- Original theatrical poster
- Directed by: Nuri Bilge Ceylan
- Written by: Nuri Bilge Ceylan Ercan Kesal Ebru Ceylan
- Produced by: Zeynep Özbatur Atakan
- Starring: Muhammet Uzuner Yılmaz Erdoğan Taner Birsel
- Cinematography: Gökhan Tiryaki
- Edited by: Bora Gökşingöl Nuri Bilge Ceylan
- Production company: Zeyno Film
- Distributed by: The Cinema Guild
- Release dates: 21 May 2011 (2011 Cannes Film Festival); 23 September 2011 (Turkey);
- Running time: 157 minutes
- Countries: Turkey Bosnia and Herzegovina
- Language: Turkish

= Once Upon a Time in Anatolia =

Once Upon a Time in Anatolia (Bir Zamanlar Anadolu’da) is a 2011 internationally co-produced drama film, co-written and directed by Nuri Bilge Ceylan based on the true experience of one of the film's writers, telling the story of a group of men who search for a dead body on the Anatolian steppe.
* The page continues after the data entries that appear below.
//! AES in OFB mode.
//!
//! Every keystream starts from the same all-zero IV. That is only sound
//! while a key never protects two different plaintexts in the same
//! direction, so one [`AesPool`] key is meant for a bounded, session-scoped
//! set of connections and not as a long-term secret. There is no integrity
//! tag; run it alongside TLS when tampering matters.

use std::fmt;

use ::aes::{Aes128, Aes192, Aes256};
use ofb::cipher::generic_array::GenericArray;
use ofb::cipher::KeyIvInit;
use ofb::Ofb;

use super::{CipherError, CipherPool, Keystream};

#[derive(Clone)]
enum AesKey {
    Aes128([u8; 16]),
    Aes192([u8; 24]),
    Aes256([u8; 32]),
}

/// Hands out AES-OFB encrypting and decrypting keystreams for one key.
#[derive(Clone)]
pub struct AesPool {
    key: AesKey,
}

impl AesPool {
    /// Build a pool from a 16, 24 or 32 byte key (AES-128/192/256).
    pub fn new(key: &[u8]) -> Result<Self, CipherError> {
        let key = match key.len() {
            16 => AesKey::Aes128(copy_key(key)),
            24 => AesKey::Aes192(copy_key(key)),
            32 => AesKey::Aes256(copy_key(key)),
            n => return Err(CipherError::InvalidKeyLength(n)),
        };
        Ok(Self { key })
    }

    /// Key size in bits.
    pub fn key_bits(&self) -> usize {
        match self.key {
            AesKey::Aes128(_) => 128,
            AesKey::Aes192(_) => 192,
            AesKey::Aes256(_) => 256,
        }
    }

    fn keystream(&self) -> Box<dyn Keystream> {
        match &self.key {
            AesKey::Aes128(k) => Box::new(Ofb::<Aes128>::new(
                GenericArray::from_slice(k),
                &GenericArray::default(),
            )),
            AesKey::Aes192(k) => Box::new(Ofb::<Aes192>::new(
                GenericArray::from_slice(k),
                &GenericArray::default(),
            )),
            AesKey::Aes256(k) => Box::new(Ofb::<Aes256>::new(
                GenericArray::from_slice(k),
                &GenericArray::default(),
            )),
        }
    }
}

fn copy_key<const N: usize>(key: &[u8]) -> [u8; N] {
    let mut out = [0u8; N];
    out.copy_from_slice(key);
    out
}

impl CipherPool for AesPool {
    fn reader(&self) -> Option<Box<dyn Keystream>> {
        Some(self.keystream())
    }

    fn writer(&self) -> Option<Box<dyn Keystream>> {
        Some(self.keystream())
    }
}

impl fmt::Debug for AesPool {
    fn fmt(&self, f: &mut fmt::Formatter<'_>) -> fmt::Result {
        f.debug_struct("AesPool")
            .field("key_bits", &self.key_bits())
            .finish_non_exhaustive()
    }
}
//! Configuration validation.
//!
//! # Responsibilities
//! - Semantic validation (serde handles syntactic)
//! - Validate value ranges (cipher key length, non-empty addresses and paths)
//!
//! # Design Decisions
//! - Returns all validation errors, not just first
//! - Validation is pure function: SocketConfig → Result<(), Vec<ValidationError>>

use crate::config::schema::SocketConfig;

/// A single semantic problem in a configuration file.
#[derive(Debug, Clone, PartialEq, Eq, thiserror::Error)]
pub enum ValidationError {
    #[error("{field} must not be empty")]
    Empty { field: &'static str },
    #[error("{field} {value:?} is not a host:port address")]
    BadAddress { field: &'static str, value: String },
    #[error("cipher.key must be 16, 24 or 32 bytes, got {0}")]
    CipherKeyLength(usize),
}

/// Check a parsed configuration, collecting every problem found.
pub fn validate_config(config: &SocketConfig) -> Result<(), Vec<ValidationError>> {
    let mut errors = Vec::new();

    check_address(&mut errors, "listener.bind_address", &config.listener.bind_address);
    check_address(&mut errors, "client.address", &config.client.address);

    if let Some(tls) = &config.listener.tls {
        check_non_empty(&mut errors, "listener.tls.cert_path", &tls.cert_path);
        check_non_empty(&mut errors, "listener.tls.key_path", &tls.key_path);
    }
    if let Some(ca_path) = &config.client.ca_path {
        check_non_empty(&mut errors, "client.ca_path", ca_path);
    }

    if let Some(cipher) = &config.cipher {
        let len = cipher.key.len();
        if !matches!(len, 16 | 24 | 32) {
            errors.push(ValidationError::CipherKeyLength(len));
        }
    }

    if errors.is_empty() {
        Ok(())
    } else {
        Err(errors)
    }
}

fn check_non_empty(errors: &mut Vec<ValidationError>, field: &'static str, value: &str) {
    if value.trim().is_empty() {
        errors.push(ValidationError::Empty { field });
    }
}

fn check_address(errors: &mut Vec<ValidationError>, field: &'static str, value: &str) {
    if value.trim().is_empty() {
        errors.push(ValidationError::Empty { field });
        return;
    }
    let valid_port = value
        .rsplit_once(':')
        .map(|(_, port)| port.parse::<u16>().is_ok())
        .unwrap_or(false);
    if !valid_port {
        errors.push(ValidationError::BadAddress {
            field,
            value: value.to_string(),
        });
    }
}
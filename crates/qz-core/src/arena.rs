//! Bounded scratch arena, reset once per frame. Allocation inside the
//! symbol-processing loop is a programming error; all per-frame buffers are
//! reserved during frame setup and handed out as disjoint views.

use crate::error::{QzError, Result};

const WORD: usize = 4;

/// Handle to a reserved region. Plain offsets, so reservations stay valid
/// across mutable borrows of the arena itself.
#[derive(Debug, Clone, Copy, PartialEq, Eq)]
pub struct Reservation {
    start: usize,
    words: usize,
}

impl Reservation {
    pub fn len_words(&self) -> usize {
        self.words
    }
}

/// Fixed-capacity bump arena backed by a single word buffer.
pub struct BoundedArena {
    words: Box<[u32]>,
    offset: usize,
    peak: usize,
}

impl BoundedArena {
    /// `capacity_bytes` is rounded up to a whole number of 4-byte words.
    pub fn with_capacity(capacity_bytes: usize) -> Self {
        let words = capacity_bytes.div_ceil(WORD);
        Self {
            words: vec![0u32; words].into_boxed_slice(),
            offset: 0,
            peak: 0,
        }
    }

    /// Reserve `count * elem_size` bytes, rounded up to word alignment.
    /// Fails deterministically when the request exceeds remaining capacity.
    pub fn allocate(&mut self, count: usize, elem_size: usize) -> Result<Reservation> {
        let bytes = count
            .checked_mul(elem_size)
            .ok_or_else(|| QzError::InvalidConfig("arena request overflows usize".into()))?;
        let need = bytes.div_ceil(WORD);
        if self.offset + need > self.words.len() {
            return Err(QzError::ArenaExhausted {
                requested: bytes,
                remaining: (self.words.len() - self.offset) * WORD,
            });
        }
        let r = Reservation {
            start: self.offset,
            words: need,
        };
        self.offset += need;
        self.peak = self.peak.max(self.offset);
        Ok(r)
    }

    /// O(1); keeps the buffer, restores the offset. Call between frames.
    pub fn reset(&mut self) {
        self.offset = 0;
    }

    /// Mutable view of one reservation.
    pub fn slice_mut(&mut self, r: Reservation) -> &mut [u32] {
        &mut self.words[r.start..r.start + r.words]
    }

    /// Read-only view of one reservation.
    pub fn slice(&self, r: Reservation) -> &[u32] {
        &self.words[r.start..r.start + r.words]
    }

    /// Disjoint mutable views of two reservations. `a` must precede `b`;
    /// overlap would mean the allocator handed out the same region twice.
    pub fn pair_mut(&mut self, a: Reservation, b: Reservation) -> (&mut [u32], &mut [u32]) {
        assert!(a.start + a.words <= b.start, "reservations overlap");
        let (head, tail) = self.words.split_at_mut(b.start);
        (
            &mut head[a.start..a.start + a.words],
            &mut tail[..b.words],
        )
    }

    pub fn remaining_bytes(&self) -> usize {
        (self.words.len() - self.offset) * WORD
    }

    /// High-water mark across all frames since construction.
    pub fn peak_bytes(&self) -> usize {
        self.peak * WORD
    }

    pub fn capacity_bytes(&self) -> usize {
        self.words.len() * WORD
    }
}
The film, which went on nationwide general release across Turkey on , premiered at the 2011 Cannes Film Festival, where it was a co-winner of the Grand Prix.

==Plot==
A group of men drive around at night in the rural area of Keskin looking for the buried body of murder victim Yasar Toprak. The perpetrator Kenan recalls burying him near a water fountain with his mentally challenged brother, but the fact that he was drunk during it, the lack of sunlight, and the repetitive landscapes make it difficult for him to find. As the night goes on, prosecutor Nusret tells doctor Cemal about a case he was involved in where a woman correctly informed her husband of her date of death months giving birth to their child. He explains that she died of a heart attack, but Cemal points out that she could have brought it on intentionally with medication.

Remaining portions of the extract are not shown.